All members of the Church have their own roles to play in carrying out its mission:
• Parents, who nurture their children in the light of faith;
• Parishioners, who work in concrete ways to make their parishes true communities of faith and vibrant sources of service to the larger community;
• All Catholics, who give generous support—time, money, prayers, and personal service according to their circumstances—to parish and diocesan programs and to the universal Church.
The New Covenant in and through Christ—the reconciliation He effects between humankind and God— forms a community: the new People of God, the Body of Christ, the Church. The unity of this people is itself a precious good, to be cherished, preserved, and built up by lives of love.

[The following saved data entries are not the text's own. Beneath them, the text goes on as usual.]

//! Controller Configuration
//!
//! Static settings fixed for the lifetime of a controller run: canvas
//! geometry, frame pacing, output gamma and where durable state lives.
//! Loaded from an optional JSON file; missing fields take their defaults.

use std::fs;
use std::path::{Path, PathBuf};
use std::time::Duration;

use serde::{Deserialize, Serialize};
use tracing::debug;

use crate::error::{LightstackError, Result};

/// Controller-wide settings
#[derive(Debug, Clone, PartialEq, Serialize, Deserialize)]
#[serde(default)]
pub struct ControllerConfig {
    /// Canvas width in pixels
    pub width: u32,
    /// Canvas height in pixels
    pub height: u32,
    /// Target period between frame starts
    pub frame_period_ms: u64,
    /// Number of frame periods averaged for the framerate statistic
    pub framerate_window: usize,
    /// Output gamma exponent; 1.0 disables correction
    pub gamma: f64,
    /// Root directory of durable state
    pub storage_root: PathBuf,
    /// Interval of the diagnostics report
    pub diagnostics_period_secs: u64,
    /// Stall timeout of the liveness watchdog (0 disables it)
    pub watchdog_timeout_ms: u64,
}

impl Default for ControllerConfig {
    fn default() -> Self {
        Self {
            width: 22,
            height: 13,
            frame_period_ms: 30,
            framerate_window: 10,
            gamma: 2.2,
            storage_root: PathBuf::from("runtime"),
            diagnostics_period_secs: 5,
            watchdog_timeout_ms: 5000,
        }
    }
}

impl ControllerConfig {
    /// Load from `path`, or use defaults when no path is given
    pub fn load(path: Option<&Path>) -> Result<Self> {
        let config = match path {
            Some(path) => {
                let text = fs::read_to_string(path).map_err(|e| LightstackError::Config {
                    reason: format!("cannot read {}: {}", path.display(), e),
                })?;
                let config: Self = serde_json::from_str(&text).map_err(|e| LightstackError::Config {
                    reason: format!("cannot parse {}: {}", path.display(), e),
                })?;
                debug!(path = %path.display(), "configuration loaded");
                config
            }
            None => Self::default(),
        };
        config.validate()?;
        Ok(config)
    }

    /// Reject settings the pipeline cannot run with
    pub fn validate(&self) -> Result<()> {
        if self.width == 0 || self.height == 0 {
            return Err(LightstackError::Config {
                reason: format!("canvas geometry {}x{} is empty", self.width, self.height),
            });
        }
        if self.frame_period_ms == 0 {
            return Err(LightstackError::Config {
                reason: "frame_period_ms must be positive".to_string(),
            });
        }
        if self.framerate_window == 0 {
            return Err(LightstackError::Config {
                reason: "framerate_window must be positive".to_string(),
            });
        }
        if !(self.gamma.is_finite() && self.gamma > 0.0) {
            return Err(LightstackError::Config {
                reason: format!("gamma {} must be a positive number", self.gamma),
            });
        }
        Ok(())
    }

    pub fn frame_period(&self) -> Duration {
        Duration::from_millis(self.frame_period_ms)
    }

    pub fn diagnostics_period(&self) -> Duration {
        Duration::from_secs(self.diagnostics_period_secs.max(1))
    }

    /// Watchdog timeout, if enabled
    pub fn watchdog_timeout(&self) -> Option<Duration> {
        (self.watchdog_timeout_ms > 0).then(|| Duration::from_millis(self.watchdog_timeout_ms))
    }
}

The epistle to the Ephesians exhorts Christians to “live in a manner worthy of the call you have received, with all humility and gentleness, with patience, bearing with one another through love, striving to preserve the unity of the spirit through the bond of peace: one body and one Spirit, as you were also called to the one hope of your call; one Lord, one faith, one baptism; one God and Father of all...” (Ephesians 4:1-6).
Because its individual members do collectively make up the Body of Christ, that body’s health and well-being are the responsibility of the members—the personal responsibility of each one of us.
We are all stewards of the Church. As “to each individual the manifestation of the Spirit is given for some benefit” (1 Corinthians 12:7), so stewardship in an ecclesial setting means cherishing and fostering the gifts of all, while using one’s own gifts to serve the community of faith. The rich tradition of tithing set forth in the Old Testament is an expression of this. (See, for example, Deuteronomy 14:22; Leviticus 27:30.) Those who set their hearts upon spiritual gifts must “seek to have an abundance for building up the church” (1 Corinthians 14:12).
-U.S. Bishops' Pastoral Letter, Stewardship: A Disciple's Response.
People who want to live as Christian disciples and Catholic stewards face serious obstacles.
In the United States and other nations, a dominant secular culture often contradicts religious convictions about the meaning of life. This culture frequently encourages us to focus on ourselves and our pleasures. At times, we can find it far too easy to ignore spiritual realities and to deny religion a role in shaping human and social values.
As Catholics who have entered into the mainstream of American society and experienced its advantages, many of us also have been adversely influenced by this secular culture. We know what it is to struggle against selfishness and greed, and we realize that it is harder for many today to accept the challenge of being a Catholic steward.
It is essential, therefore, that we make a special effort to understand the true meaning of stewardship and live accordingly.
-U.S. Bishops' Pastoral Letter, Stewardship: A Disciple's Response.
The life of a Catholic steward models the life of Jesus. It is challenging and even difficult, in many respects, yet intense joy comes to those who take the risk to live as Catholic stewards. Women and men who seek to live as stewards learn that "all things work for good for those who love God, who are called according to his purpose.” (Romans 8:28).
After Jesus, we look to Mary as an ideal steward. As the Mother of Christ, she lived her ministry in a spirit of fidelity and service; she responded generously to the call.
We must ask ourselves: Do we also wish to be disciples of Jesus Christ and Catholic stewards of our world and our Church?
Central to our human and Catholic vocations, as well as to the unique vocation each one of us receives from God, is that we be good stewards of the gifts we possess. God gives us this divine-human workshop, this world and Church of ours.
The Spirit shows us the way. Stewardship is a part of that journey.
-U.S. Bishops' Pastoral Letter, Stewardship: A Disciple's Response.